Technology, Knowledge, and Society’s Updates

Unease for What Microsoft’s HoloLens Will Mean for Our Screen-Obsessed Lives

nytimes.com | Article Link | By David Carr

Microsoft made a big announcement last week, revealing that Windows, a lucrative legacy franchise, was about to be unleashed into the physical environment through a set of goggles called the HoloLens that superimposes the operating system on the actual world. In one sense, it was heartening. Business reporters are frequently hung up on the new and the insurgent, but seeing mature companies adapt to a changed world is equally interesting.

But something about Microsoft’s new technology creeps me out, and it probably has less to do with the threat of holograms populating our everyday lives and more to do with something I’ve been watching on a different screen.

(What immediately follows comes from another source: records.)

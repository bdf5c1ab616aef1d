use std::sync::Arc;

use parking_lot::Mutex;
use tracing::debug;

use crate::{
    error::TrackerError,
    geo::geo_point::GeoPoint,
    passenger::{annotated_bus::AnnotatedBus, passenger_matcher::PassengerMatcher},
    store::{
        position_snapshot::PositionSnapshot, position_store::RealtimePositionStore,
        subscription::Subscription,
    },
};

pub type BusListCallback = Box<dyn FnMut(&[AnnotatedBus]) + Send + 'static>;

struct FeedState {
    matcher: PassengerMatcher,
    last_snapshot: Option<PositionSnapshot>,
    display: BusListCallback,
}

impl FeedState {
    fn emit(&mut self) {
        if let Some(snapshot) = &self.last_snapshot {
            let buses = self.matcher.on_snapshot(snapshot);
            (self.display)(&buses);
        }
    }
}

/// A live passenger view: every store snapshot, and every change of the
/// passenger's own position, yields a fresh bus list.
///
/// Dropping the feed unsubscribes from the store.
pub struct PassengerFeed {
    state: Arc<Mutex<FeedState>>,
    subscription: Subscription,
}

impl PassengerFeed {
    /// `display` is called with the current list before this returns.
    pub fn subscribe(
        store: &dyn RealtimePositionStore,
        matcher: PassengerMatcher,
        display: BusListCallback,
    ) -> Result<Self, TrackerError> {
        let state = Arc::new(Mutex::new(FeedState {
            matcher,
            last_snapshot: None,
            display,
        }));

        let feed_state = Arc::clone(&state);
        let subscription = store.subscribe(Box::new(move |snapshot: &PositionSnapshot| {
            let mut state = feed_state.lock();
            state.last_snapshot = Some(snapshot.clone());
            state.emit();
        }))?;

        debug!("Passenger feed subscribed");

        Ok(PassengerFeed {
            state,
            subscription,
        })
    }

    /// Recomputes every ETA against the new position using the last snapshot.
    pub fn set_reference_position(&self, position: Option<GeoPoint>) {
        let mut state = self.state.lock();
        state.matcher.set_reference_position(position);
        state.emit();
    }

    pub fn reference_position(&self) -> Option<GeoPoint> {
        self.state.lock().matcher.reference_position()
    }

    pub fn unsubscribe(self) {
        self.subscription.unsubscribe();
    }
}
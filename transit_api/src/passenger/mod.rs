pub mod buses;
pub mod routes;
pub mod ws;
pub mod driver_publisher;
mod buses;
mod config;
mod error;
mod passenger;
mod state;

use std::sync::Arc;

use axum::http::Method;
use axum::{Router, serve};
use tower::ServiceBuilder;
use tower_http::cors::{Any, CorsLayer};
use tracing::{Level, info};

use crate::buses::routes::bus_routes;
use crate::config::ApiConfig;
use crate::passenger::routes::passenger_routes;
use crate::state::AppState;

use mimalloc::MiMalloc;

#[global_allocator]
static GLOBAL: MiMalloc = MiMalloc;

#[tokio::main]
async fn main() -> anyhow::Result<()> {
    dotenvy::from_filename("./.env.local").ok();
    tracing_subscriber::fmt().with_max_level(Level::INFO).init();

    let config = ApiConfig::from_env()?;
    info!(
        average_speed_kmh = config.tracker.average_speed.value(),
        stale_after = ?config.tracker.stale_after,
        "Loaded tracker configuration"
    );

    let state = Arc::new(AppState::new(config.tracker));

    let listener = tokio::net::TcpListener::bind(config.bind_address).await?;
    info!(address = %config.bind_address, "Transit API listening");

    serve(listener, app(state)).await?;

    Ok(())
}

fn app(state: Arc<AppState>) -> Router {
    let cors_layer = CorsLayer::new()
        .allow_methods([Method::GET, Method::PUT, Method::DELETE])
        .allow_origin(Any)
        .allow_headers(Any);

    Router::new()
        .nest("/buses", bus_routes())
        .nest("/passenger", passenger_routes())
        .layer(ServiceBuilder::new().layer(cors_layer))
        .with_state(state)
}
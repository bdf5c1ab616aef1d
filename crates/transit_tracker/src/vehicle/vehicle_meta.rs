use serde::{Deserialize, Serialize};

use crate::{error::TrackerError, vehicle::vehicle_id::VehicleId};

/// Route metadata a driver broadcasts alongside every position.
#[derive(Debug, Clone, PartialEq, Serialize, Deserialize)]
#[serde(rename_all = "camelCase")]
pub struct VehicleMeta {
    pub vehicle_id: VehicleId,
    #[serde(rename = "route")]
    pub route_label: String,
    pub starting_point: String,
    pub destination: String,
    #[serde(default, skip_serializing_if = "Option::is_none")]
    pub city: Option<String>,
}

impl VehicleMeta {
    pub fn new(
        vehicle_id: VehicleId,
        route_label: impl Into<String>,
        starting_point: impl Into<String>,
        destination: impl Into<String>,
    ) -> Self {
        VehicleMeta {
            vehicle_id,
            route_label: route_label.into(),
            starting_point: starting_point.into(),
            destination: destination.into(),
            city: None,
        }
    }

    pub fn with_city(mut self, city: impl Into<String>) -> Self {
        self.city = Some(city.into());
        self
    }

    pub fn validate(&self) -> Result<(), TrackerError> {
        for (field, value) in [
            ("route", &self.route_label),
            ("startingPoint", &self.starting_point),
            ("destination", &self.destination),
        ] {
            if value.trim().is_empty() {
                return Err(TrackerError::InvalidRecord(format!(
                    "{field} must not be empty for vehicle {}",
                    self.vehicle_id
                )));
            }
        }

        Ok(())
    }
}
use std::sync::Arc;

use axum::{Json, extract::State};
use transit_tracker::store::{
    position_snapshot::PositionSnapshot, position_store::RealtimePositionStore,
};

use crate::{error::ApiError, state::AppState};

pub async fn list_handler(
    State(state): State<Arc<AppState>>,
) -> Result<Json<PositionSnapshot>, ApiError> {
    Ok(Json(state.store.snapshot()?))
}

“Black Mirror” is a three-season, seven-part anthology series, which first appeared in 2011 on Channel 4 in Britain and recently became available on Netflix, eliciting a lot of provocative chatter stateside. The show shares DNA with “The Twilight Zone,” but is very much about the present future we are living through.

Created by Charlie Brooker, a former video game reviewer, a writer for The Guardian and the host of his own television show, the series uses technology as a way to reflect on who we are becoming in the increasingly screen-infested environments we move through. The black mirror of the title refers to the blank screens that live on our walls, on our desks and in our pockets.